Property became not merely an investment but almost a national institution. It represented security, status, and a proven mechanism for intergenerational wealth creation.
However, as prices rise faster than incomes, this model becomes increasingly inaccessible.
A young professional earning an average income may struggle to save a deposit for a home worth ten times their annual earnings. Even dual-income households face significant barriers.
If home ownership becomes unattainable or delayed by a decade or more, where does the excess household savings go?
**The Rise of the Alternative**
Historically, Australians allocated relatively little of their household wealth to listed equities compared with countries such as the United States.
Yet several structural developments are changing this:
- Low-cost index funds are widely available.

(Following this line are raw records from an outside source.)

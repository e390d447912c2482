//! Station name cleaning and label uniqueness
//!
//! Raw feed names look like "Estación ANCHORENA" or "Est. LA TOMA". Cleaning
//! strips the prefix and title-cases every word. After cleaning, repeated
//! names get the station id appended so every rendered label is distinct.

use crate::app::models::{StationId, StationObservation};
use crate::constants::{
    SHORT_NAME_ELLIPSIS, SHORT_NAME_KEEP_CHARS, SHORT_NAME_MAX_CHARS, STATION_NAME_PREFIXES,
};
use regex::Regex;
use std::collections::{HashMap, HashSet};
use std::sync::LazyLock;
use tracing::{debug, info};

/// Case-insensitive match of any known prefix at the start of a name
static PREFIX_PATTERN: LazyLock<Regex> = LazyLock::new(|| {
    let alternatives: Vec<String> = STATION_NAME_PREFIXES
        .iter()
        .map(|prefix| regex::escape(prefix))
        .collect();
    Regex::new(&format!("^(?i:{})", alternatives.join("|")))
        .expect("station name prefix pattern is valid")
});

/// A station paired with its display name
#[derive(Debug, Clone, PartialEq)]
pub struct NamedStation {
    pub observation: StationObservation,
    pub display_name: String,
}

/// Clean a raw station name
///
/// 1. Strip one leading "Estación ", "Est. " or "EST. " (case-insensitive).
/// 2. Title-case every whitespace-separated word and join with single spaces.
/// 3. If nothing is left, return the raw name unmodified.
///
/// ```
/// use estaciones::app::services::station_normalizer::clean_name;
///
/// assert_eq!(clean_name("Estación ANCHORENA"), "Anchorena");
/// assert_eq!(clean_name("Est. LA TOMA"), "La Toma");
/// assert_eq!(clean_name(""), "");
/// ```
pub fn clean_name(raw: &str) -> String {
    let stripped = PREFIX_PATTERN.replace(raw.trim_start(), "");

    let cleaned = stripped
        .split_whitespace()
        .map(capitalize)
        .collect::<Vec<_>>()
        .join(" ");

    if cleaned.is_empty() {
        raw.to_string()
    } else {
        cleaned
    }
}

/// Uppercase the first character and lowercase the rest
fn capitalize(word: &str) -> String {
    let mut chars = word.chars();
    match chars.next() {
        Some(first) => first
            .to_uppercase()
            .chain(chars.flat_map(char::to_lowercase))
            .collect(),
        None => String::new(),
    }
}

/// Pair every station with its cleaned name
pub fn clean_names(stations: Vec<StationObservation>) -> Vec<NamedStation> {
    stations
        .into_iter()
        .map(|observation| {
            let display_name = clean_name(observation.name());
            NamedStation {
                observation,
                display_name,
            }
        })
        .collect()
}

/// Make display names unique, first occurrence keeps the bare name
///
/// Later stations with an already used name become `"Name (id)"`. Stations
/// without an id use their occurrence number instead, so the second id-less
/// "Centro" becomes `"Centro (2)"`. If a suffixed label is itself taken, a
/// further `-n` counter is added until it is free.
pub fn ensure_unique_display_names(stations: Vec<NamedStation>) -> Vec<NamedStation> {
    let mut taken: HashSet<String> = HashSet::new();
    let mut occurrences: HashMap<String, usize> = HashMap::new();
    let mut renamed = 0;

    let unique: Vec<NamedStation> = stations
        .into_iter()
        .map(|mut station| {
            let occurrence = occurrences
                .entry(station.display_name.clone())
                .and_modify(|count| *count += 1)
                .or_insert(1);

            if taken.contains(&station.display_name) {
                let label = disambiguate(
                    &station.display_name,
                    station.observation.id.as_ref(),
                    *occurrence,
                    &taken,
                );
                debug!(
                    "Renamed repeated station name '{}' to '{}'",
                    station.display_name, label
                );
                station.display_name = label;
                renamed += 1;
            }

            taken.insert(station.display_name.clone());
            station
        })
        .collect();

    info!(
        "Name deduplication complete: {} of {} labels suffixed",
        renamed,
        unique.len()
    );

    unique
}

fn disambiguate(
    base: &str,
    id: Option<&StationId>,
    occurrence: usize,
    taken: &HashSet<String>,
) -> String {
    let tag = match id {
        Some(id) => id.key(),
        None => occurrence.to_string(),
    };

    let mut label = format!("{base} ({tag})");
    let mut counter = 2;
    while taken.contains(&label) {
        label = format!("{base} ({tag}-{counter})");
        counter += 1;
    }
    label
}

/// Abbreviate long names for chart axis labels
///
/// Names over 18 characters keep their first 16 characters followed by "...".
pub fn abbreviate_name(name: &str) -> String {
    if name.chars().count() > SHORT_NAME_MAX_CHARS {
        let head: String = name.chars().take(SHORT_NAME_KEEP_CHARS).collect();
        format!("{head}{SHORT_NAME_ELLIPSIS}")
    } else {
        name.to_string()
    }
}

- Brokerage costs have fallen dramatically.
- Investing can be automated with a few clicks.
- Financial education increasingly promotes diversification.
- Superannuation familiarises almost every Australian with equity ownership.
For many younger Australians, buying shares no longer feels exotic or speculative.
It feels normal.
Investing $500 per month into an index fund may not replicate the leverage embedded in housing, but it is attainable, liquid, and accessible.
As property ownership becomes harder, equities may become the default savings vehicle for an increasing proportion of the population.
**A Reallocation of Household Wealth**
This creates an interesting possibility.
Australia may experience a gradual rebalancing of household balance sheets away from residential property and toward financial assets.
Not because Australians have fallen out of love with housing.
Rather, because housing has become prohibitively expensive.
Even a modest shift could matter.
Australian households collectively hold trillions of dollars in assets. If a larger share of annual savings begins flowing into equity markets through ETFs, managed funds and superannuation, this may create persistent demand for listed companies.
Higher participation can also reinforce itself.
As more people invest:
- financial literacy improves;
- investing becomes socially normalised;
- products become cheaper;
- institutions expand offerings; and
- equities become increasingly viewed as a standard component of household wealth.
This resembles, at least partially, the experience of the United States, where equity ownership is more deeply embedded in household finances.
If Australia’s housing market remains structurally expensive relative to incomes, and if passive investing continues becoming cheaper, simpler and culturally accepted, then an increasing share of household savings may find its way into equity markets.
In other words, Australia’s housing affordability challenge may unintentionally become one of the strongest long-term arguments for rising equity ownership.